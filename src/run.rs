//! Run orchestration: every configured server advanced by one period per
//! pass.

use std::collections::BTreeSet;
use std::path::PathBuf;

use growth_core::{
    derive_seed, PatternLibrary, SeededRandom, ServerProfile, SimError, SimulationPeriod,
    SimulatorConfig,
};
use growth_engine::{advance_database, next_period, DatabaseAdvance, SimulationContext};
use state_store::{load_or_initialize, FilesystemStateStore, StateStore};

use crate::emit::Emitter;

/// Options of one simulator run.
#[derive(Debug, Clone)]
pub struct RunOptions {
    pub output_dir: PathBuf,
    /// Base seed; every database and period derives its own seed from it
    pub seed: u64,
    /// Number of passes, each advancing every server by one period
    pub periods: u32,
    /// Servers to process; empty means all configured servers
    pub servers: Vec<String>,
}

/// A server that advanced one period.
#[derive(Debug, Clone)]
pub struct ServerAdvance {
    pub server_name: String,
    pub period: SimulationPeriod,
    pub databases: usize,
    pub autogrowth_events: usize,
    pub cleanups: usize,
    /// No state existed before this period
    pub initialized: bool,
    pub total_size_mb: f64,
    pub files: Vec<PathBuf>,
}

/// A server whose period was aborted. Its state and files are untouched.
#[derive(Debug, thiserror::Error)]
#[error("{}: {error}", location(.server_name, .database_name))]
pub struct ServerFailure {
    pub server_name: String,
    pub database_name: Option<String>,
    pub pass: u32,
    #[source]
    pub error: SimError,
}

fn location(server_name: &str, database_name: &Option<String>) -> String {
    match database_name {
        Some(database_name) => format!("{server_name}/{database_name}"),
        None => server_name.to_string(),
    }
}

/// Outcome of a run.
#[derive(Debug, Default)]
pub struct RunSummary {
    pub seed: u64,
    /// Servers selected for the run
    pub server_count: usize,
    pub advances: Vec<ServerAdvance>,
    pub failures: Vec<ServerFailure>,
}

impl RunSummary {
    pub fn is_success(&self) -> bool {
        self.failures.is_empty()
    }

    pub fn failed_servers(&self) -> BTreeSet<&str> {
        self.failures
            .iter()
            .map(|f| f.server_name.as_str())
            .collect()
    }
}

/// Select the servers a run processes, in configuration order.
pub fn select_servers(
    config: &SimulatorConfig,
    names: &[String],
) -> growth_core::Result<Vec<ServerProfile>> {
    let profiles = config.resolve_servers()?;
    if names.is_empty() {
        return Ok(profiles);
    }
    for name in names {
        if !profiles.iter().any(|p| &p.server_name == name) {
            return Err(SimError::config(format!("server '{name}' is not configured")));
        }
    }
    Ok(profiles
        .into_iter()
        .filter(|p| names.contains(&p.server_name))
        .collect())
}

/// Run `options.periods` passes over the selected servers.
///
/// A failing server is recorded and skipped for the remaining passes; the
/// other servers keep going. Configuration problems that affect every server
/// fail the whole run.
pub fn run_simulation(
    config: &SimulatorConfig,
    options: &RunOptions,
) -> growth_core::Result<RunSummary> {
    let library = config.pattern_library()?;
    let profiles = select_servers(config, &options.servers)?;
    let store = FilesystemStateStore::new(&options.output_dir);

    let mut summary = RunSummary {
        seed: options.seed,
        server_count: profiles.len(),
        ..RunSummary::default()
    };

    for pass in 1..=options.periods {
        tracing::info!(
            "Pass {pass}/{}: advancing {} servers",
            options.periods,
            profiles.len()
        );
        for profile in &profiles {
            if summary.failed_servers().contains(profile.server_name.as_str()) {
                continue;
            }
            match advance_server(&store, profile, config, &library, options.seed) {
                Ok(advance) => {
                    tracing::info!(
                        "Advanced {} to {} ({} databases, {} autogrowth events)",
                        advance.server_name,
                        advance.period.end,
                        advance.databases,
                        advance.autogrowth_events
                    );
                    summary.advances.push(advance);
                }
                Err(mut failure) => {
                    failure.pass = pass;
                    tracing::warn!("Skipping {}: {failure}", profile.server_name);
                    summary.failures.push(failure);
                }
            }
        }
    }
    Ok(summary)
}

/// Advance one server by one period.
///
/// Everything is computed in memory first. Files are then written and the
/// state saved; if any write fails the files already written are rolled back
/// and the previous state stays in place.
pub fn advance_server(
    store: &FilesystemStateStore,
    profile: &ServerProfile,
    config: &SimulatorConfig,
    library: &PatternLibrary,
    seed: u64,
) -> Result<ServerAdvance, ServerFailure> {
    let fail = |database_name: Option<&str>, error: SimError| ServerFailure {
        server_name: profile.server_name.clone(),
        database_name: database_name.map(str::to_string),
        pass: 0,
        error,
    };

    let loaded = load_or_initialize(store, profile, config, seed).map_err(|e| fail(None, e))?;
    let period = next_period(loaded.state.last_period_end()).map_err(|e| fail(None, e))?;
    let period_label = period.start.format("%Y%m%dT%H%M%S").to_string();

    let mut new_state = loaded.state.clone();
    let mut advances: Vec<DatabaseAdvance> = Vec::with_capacity(profile.database_names.len());
    for database_name in &profile.database_names {
        let database = Some(database_name.as_str());
        let state = loaded.state.get(database_name).ok_or_else(|| {
            fail(
                database,
                SimError::corruption(
                    &profile.server_name,
                    database,
                    "database missing from loaded state",
                ),
            )
        })?;
        let template = config
            .template_for(state.server_type)
            .map_err(|e| fail(database, e))?;
        let ctx = SimulationContext {
            library,
            template,
            anomaly: config.anomaly_for(&profile.server_name, database_name),
        };
        let mut rng = SeededRandom::new(derive_seed(
            seed,
            &[
                profile.server_name.as_str(),
                database_name.as_str(),
                period_label.as_str(),
            ],
        ));
        let advance =
            advance_database(state, &ctx, &period, &mut rng).map_err(|e| fail(database, e))?;
        new_state.insert(advance.state.clone());
        advances.push(advance);
    }

    let mut emitter = Emitter::new(store.layout(&profile.server_name));
    if let Err((database_name, error)) = emit_all(&mut emitter, &advances) {
        emitter.rollback();
        return Err(fail(Some(database_name.as_str()), error));
    }
    if let Err(error) = store.save(&profile.server_name, &new_state) {
        emitter.rollback();
        return Err(fail(None, error));
    }

    Ok(ServerAdvance {
        server_name: profile.server_name.clone(),
        databases: advances.len(),
        autogrowth_events: advances.iter().map(|a| a.events.len()).sum(),
        cleanups: advances.iter().filter(|a| a.cleanup_fired).count(),
        initialized: loaded.fresh,
        total_size_mb: new_state
            .databases
            .values()
            .map(|d| d.total_size_mb())
            .sum(),
        files: emitter.commit(),
        period,
    })
}

fn emit_all(
    emitter: &mut Emitter,
    advances: &[DatabaseAdvance],
) -> Result<(), (String, SimError)> {
    for advance in advances {
        let database_name = || advance.snapshot.database_name.clone();
        emitter
            .write_snapshot(&advance.snapshot)
            .map_err(|e| (database_name(), e))?;
        if let Some(batch) = advance.event_batch() {
            emitter
                .write_events(&batch)
                .map_err(|e| (database_name(), e))?;
        }
    }
    Ok(())
}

-------------------------

| Exercise objective |
Each line containing "batch" belongs in the answer; pick these out of the material and copy them.

| Answer for the task |
        if let Some(batch) = advance.event_batch() {
                .write_events(&batch)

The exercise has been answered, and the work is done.